All’inizio incredulità. ‘Sei sicuro Igles di volere me all’interno di quel mondo fatto di chef stellati? Igles: no no voglio proprio te’. È stato come vivere un sogno, darsi dei pizzicotti per cercare di capire se era vero o no e poi quando questa cosa si è materializzata in maniera concreta abbiamo cercato di impegnarci al massimo per cercare di fare bella figura.
- Il suo arrivo a Villa Rospigliosi. Come lo racconterebbe…

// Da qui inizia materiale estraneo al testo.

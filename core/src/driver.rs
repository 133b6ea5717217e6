// III-IV
// Copyright 2023 Julio Merino
//
// Licensed under the Apache License, Version 2.0 (the "License"); you may not
// use this file except in compliance with the License.  You may obtain a copy
// of the License at:
//
//     http://www.apache.org/licenses/LICENSE-2.0
//
// Unless required by applicable law or agreed to in writing, software
// distributed under the License is distributed on an "AS IS" BASIS, WITHOUT
// WARRANTIES OR CONDITIONS OF ANY KIND, either express or implied.  See the
// License for the specific language governing permissions and limitations
// under the License.

//! Generic business logic for any service.
//!
//! Every service should implement its own `Driver` type holding the injected database and any
//! other in-memory state the app needs:
//!
//! ```rust
//! use books_core::db::Db;
//! use std::sync::Arc;
//!
//! #[derive(Clone)]
//! pub(crate) struct Driver {
//!     /// The database that the driver uses for persistence.
//!     db: Arc<dyn Db + Send + Sync>,
//!
//!     // ... other fields here ...
//! }
//! ```
//!
//! Every operation implemented in the `Driver` should consume `self` because this is the layer
//! that coordinates multiple operations against the database inside a single transaction.
//! Consuming `self` prevents the caller from easily issuing multiple operations against the driver,
//! as this would require a clone and highlight an undesirable pattern.

use crate::db::DbError;
use crate::model::ModelError;

/// Business logic errors.  These errors encompass backend and logical errors.
#[derive(Debug, PartialEq, thiserror::Error)]
pub enum DriverError {
    /// Indicates that a request to create an entry failed because it already exists.
    #[error("{0}")]
    AlreadyExists(String),

    /// Catch-all error type for unexpected database errors.
    #[error("{0}")]
    BackendError(String),

    /// Indicates an error in the input data.
    #[error("{0}")]
    InvalidInput(String),

    /// Indicates that a requested entry does not exist.
    #[error("{0}")]
    NotFound(String),
}

impl From<DbError> for DriverError {
    fn from(e: DbError) -> Self {
        match e {
            DbError::AlreadyExists => DriverError::AlreadyExists(e.to_string()),
            DbError::BackendError(_) => DriverError::BackendError(e.to_string()),
            DbError::DataIntegrityError(_) => DriverError::BackendError(e.to_string()),
            DbError::NotFound => DriverError::NotFound(e.to_string()),
            DbError::Unavailable => DriverError::BackendError(e.to_string()),
        }
    }
}

impl From<ModelError> for DriverError {
    fn from(e: ModelError) -> Self {
        DriverError::InvalidInput(e.to_string())
    }
}

/// Result type for this module.
pub type DriverResult<T> = Result<T, DriverError>;
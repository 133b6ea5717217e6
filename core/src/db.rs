// III-IV
// Copyright 2023 Julio Merino
//
// Licensed under the Apache License, Version 2.0 (the "License"); you may not
// use this file except in compliance with the License.  You may obtain a copy
// of the License at:
//
//     http://www.apache.org/licenses/LICENSE-2.0
//
// Unless required by applicable law or agreed to in writing, software
// distributed under the License is distributed on an "AS IS" BASIS, WITHOUT
// WARRANTIES OR CONDITIONS OF ANY KIND, either express or implied.  See the
// License for the specific language governing permissions and limitations
// under the License.

//! Generic abstraction to access the database.
//!
//! The facilities in this module provide an abstraction over the database system so that the
//! upper layers only ever deal with scoped executors.  An executor owns either a connection taken
//! from the pool or an open transaction, and releases it when dropped: connections go back to the
//! pool and uncommitted transactions are rolled back.  This holds on every exit path of a caller,
//! including early returns via `?`.

use crate::model::ModelError;
use async_trait::async_trait;

#[cfg(feature = "sqlite")]
pub mod sqlite;

/// Database errors.  Any unexpected errors that come from the database are classified as
/// `BackendError`, but errors we know about have more specific types.
#[derive(Debug, thiserror::Error, PartialEq)]
pub enum DbError {
    /// Indicates that a request to create an entry failed because it already exists.
    #[error("Already exists")]
    AlreadyExists,

    /// Catch-all error type for unexpected database errors.
    #[error("Database error: {0}")]
    BackendError(String),

    /// Indicates a failure processing the data that already exists in the database.
    #[error("Data integrity error: {0}")]
    DataIntegrityError(String),

    /// Indicates that a requested entry does not exist.
    #[error("Entity not found")]
    NotFound,

    /// Indicates that the database is not available (maybe because it is locked by another
    /// writer for too long).
    #[error("Unavailable")]
    Unavailable,
}

impl From<ModelError> for DbError {
    fn from(e: ModelError) -> Self {
        DbError::DataIntegrityError(e.to_string())
    }
}

/// Result type for this module.
pub type DbResult<T> = Result<T, DbError>;

/// A database executor that can talk to the supported database implementations.
///
/// Users of this type are forced to destructure it and issue the queries that are specific to
/// each database.
///
/// Note that this can wrap an executor that talks directly to a pool or to an open transaction.
#[derive(Debug)]
pub enum Executor {
    /// A SQLite executor that can be used in `sqlx` operations.
    #[cfg(feature = "sqlite")]
    Sqlite(sqlite::SqliteExecutor),
}

/// A wrapper for a database executor backed by an open transaction.
#[derive(Debug)]
pub struct TxExecutor(Executor);

impl TxExecutor {
    /// Returns the executor wrapped by this transaction.
    ///
    /// This would be better called `executor` but this method is used so frequently that it makes
    /// call sites too verbose.
    pub fn ex(&mut self) -> &mut Executor {
        &mut self.0
    }

    /// Commits the transaction.
    pub async fn commit(self) -> DbResult<()> {
        match self.0 {
            #[cfg(feature = "sqlite")]
            Executor::Sqlite(e) => e.commit().await,
        }
    }
}

/// Abstraction over the database connection.
#[async_trait]
pub trait Db {
    /// Obtains an executor for direct access to the pool.  Every statement issued through it
    /// commits on its own.
    ///
    /// This would be better called `executor` but this method is used so frequently that it makes
    /// call sites too verbose.
    async fn ex(&self) -> DbResult<Executor>;

    /// Begins a transaction.
    ///
    /// It is the responsibility of the caller to call `commit` on the returned executor.  Otherwise
    /// the transaction is rolled back on drop.
    async fn begin(&self) -> DbResult<TxExecutor>;

    /// Closes the database, waiting for all outstanding executors to be released.
    async fn close(&self);
}

/// Macros to help instantiate tests for multiple database systems.
#[cfg(any(test, feature = "testutils"))]
pub mod testutils {
    pub use paste::paste;

    /// Instantiates the `module::name` test for the database configured by `setup`.
    ///
    /// The `extra` metadata parameter can be used to tag the generated tests.
    #[macro_export]
    macro_rules! generate_one_test [
        ( $name:ident, $setup:expr, $module:path $(, #[$extra:meta] )? ) => {
            #[tokio::test]
            $(#[$extra])?
            async fn $name() {
                $crate::db::testutils::paste! {
                    $module :: [< $name >]($setup).await;
                }
            }
        }
    ];

    pub use generate_one_test;

    /// Instantiates a collection of tests for a specific database system.
    ///
    /// The database implementation to run the tests against is determined by the `setup`
    /// expression, which needs to return a database object.  The returned database should also
    /// have been initialized with the desired schema.
    ///
    /// The `extra` metadata parameter can be used to tag the generated tests.
    #[macro_export]
    macro_rules! generate_tests [
        ( #[$extra:meta], $setup:expr, $module:path $(, $name:ident)+ ) => {
            $(
                $crate::db::testutils::generate_one_test!($name, $setup, $module, #[$extra]);
            )+
        };

        ( $setup:expr, $module:path $(, $name:ident)+ ) => {
            $(
                $crate::db::testutils::generate_one_test!($name, $setup, $module);
            )+
        };
    ];

    pub use generate_tests;
}
// III-IV
// Copyright 2023 Julio Merino
//
// Licensed under the Apache License, Version 2.0 (the "License"); you may not
// use this file except in compliance with the License.  You may obtain a copy
// of the License at:
//
//     http://www.apache.org/licenses/LICENSE-2.0
//
// Unless required by applicable law or agreed to in writing, software
// distributed under the License is distributed on an "AS IS" BASIS, WITHOUT
// WARRANTIES OR CONDITIONS OF ANY KIND, either express or implied.  See the
// License for the specific language governing permissions and limitations
// under the License.

//! Entry point to the books service.

// Keep these in sync with other top-level files.
#![warn(anonymous_parameters, bad_style, clippy::missing_docs_in_private_items, missing_docs)]
#![warn(unused, unused_extern_crates, unused_import_braces, unused_qualifications)]
#![warn(unsafe_code)]

use books_core::db::sqlite::{self, SqliteOptions};
use books_core::db::Db;
use books_core::env::get_optional_var;
use books_service::db::init_schema;
use books_service::serve;
use log::info;
use std::error::Error;
use std::net::{IpAddr, Ipv4Addr};
use std::sync::Arc;

/// Port to listen on when `BOOKS_PORT` is not set.
const DEFAULT_PORT: u16 = 8000;

#[tokio::main]
async fn main() -> Result<(), Box<dyn Error>> {
    env_logger::init();

    let addr = get_optional_var::<IpAddr>("BOOKS", "BIND_ADDRESS")?
        .unwrap_or(IpAddr::V4(Ipv4Addr::LOCALHOST));
    let port = get_optional_var::<u16>("BOOKS", "PORT")?.unwrap_or(DEFAULT_PORT);

    let db_opts = SqliteOptions::from_env("BOOKS_DB")?;
    info!("Opening database {}", db_opts.path);
    let db: Arc<dyn Db + Send + Sync> = Arc::new(sqlite::connect(db_opts).await?);
    init_schema(&mut db.ex().await?).await?;

    serve((addr, port), db).await
}
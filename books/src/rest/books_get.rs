// III-IV
// Copyright 2023 Julio Merino
//
// Licensed under the Apache License, Version 2.0 (the "License"); you may not
// use this file except in compliance with the License.  You may obtain a copy
// of the License at:
//
//     http://www.apache.org/licenses/LICENSE-2.0
//
// Unless required by applicable law or agreed to in writing, software
// distributed under the License is distributed on an "AS IS" BASIS, WITHOUT
// WARRANTIES OR CONDITIONS OF ANY KIND, either express or implied.  See the
// License for the specific language governing permissions and limitations
// under the License.

//! API to get all existing books.

use crate::driver::Driver;
use axum::extract::State;
use axum::response::IntoResponse;
use axum::Json;
use books_core::rest::{EmptyBody, RestError};

/// API handler.
pub(crate) async fn handler(
    State(driver): State<Driver>,
    _: EmptyBody,
) -> Result<impl IntoResponse, RestError> {
    let books = driver.get_books().await?;

    Ok(Json(books))
}

#[cfg(test)]
mod tests {
    use crate::model::*;
    use crate::rest::testutils::*;
    use axum::http;
    use books_core::rest::testutils::*;
    use books_core::test_payload_must_be_empty;

    fn route() -> (http::Method, String) {
        (http::Method::GET, "/books".to_owned())
    }

    #[tokio::test]
    async fn test_empty() {
        let context = TestContext::setup().await;

        let response = OneShotBuilder::new(context.into_app(), route())
            .send_empty()
            .await
            .expect_json::<Vec<Book>>()
            .await;
        assert!(response.is_empty());
    }

    #[tokio::test]
    async fn test_some() {
        let mut context = TestContext::setup().await;

        let book1 = context.create_book("Dune", "Herbert", "Ace").await;
        let book2 = context.create_book("Emma", "Austen", "Murray").await;
        let book3 = context.create_book("Dune", "Herbert", "Chilton").await;

        let response = OneShotBuilder::new(context.into_app(), route())
            .send_empty()
            .await
            .expect_json::<Vec<Book>>()
            .await;
        assert_eq!(vec![book1, book2, book3], response);
    }

    test_payload_must_be_empty!(TestContext::setup().await.into_app(), route());
}
// III-IV
// Copyright 2023 Julio Merino
//
// Licensed under the Apache License, Version 2.0 (the "License"); you may not
// use this file except in compliance with the License.  You may obtain a copy
// of the License at:
//
//     http://www.apache.org/licenses/LICENSE-2.0
//
// Unless required by applicable law or agreed to in writing, software
// distributed under the License is distributed on an "AS IS" BASIS, WITHOUT
// WARRANTIES OR CONDITIONS OF ANY KIND, either express or implied.  See the
// License for the specific language governing permissions and limitations
// under the License.

//! Entry point to the REST server.

use crate::driver::Driver;
use axum::Router;

mod book_delete;
mod book_get;
mod book_put;
mod books_get;
mod books_post;
#[cfg(test)]
mod testutils;

/// Creates the router for the application.
pub(crate) fn app(driver: Driver) -> Router {
    use axum::routing::get;
    Router::new()
        .route("/books", get(books_get::handler).post(books_post::handler))
        .route(
            "/books/:id",
            get(book_get::handler).put(book_put::handler).delete(book_delete::handler),
        )
        .with_state(driver)
}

Villa Rospigliosi è un posto magico, già la Toscana è un posto meraviglioso, con colline ben curate, dove davvero trovi tutto a posto. L’arrivo a Villa Rospigliosi significa sentieri ottimamente tenuti all’interno di una campagna ricca di vigneti e uliveti. Ci si immerge in una dimensione quasi bucolica dove si fa veramente pace con la natura e a un certo punto appaiono in tutto il loro splendore le prime forme architettoniche di questa villa ex residenza papale. Dal cancello si apre un lungo viale circondato da siepi di bossi. Un prato divide la villa dalla chiesa dove i residenti che si sono avvicendati nel corso dei secoli andavano a pregare. E poi arrivare all’interno delle cucine del Maestro che per noi, per me è da sempre punto di riferimento, è stata un’emozione pazzesca.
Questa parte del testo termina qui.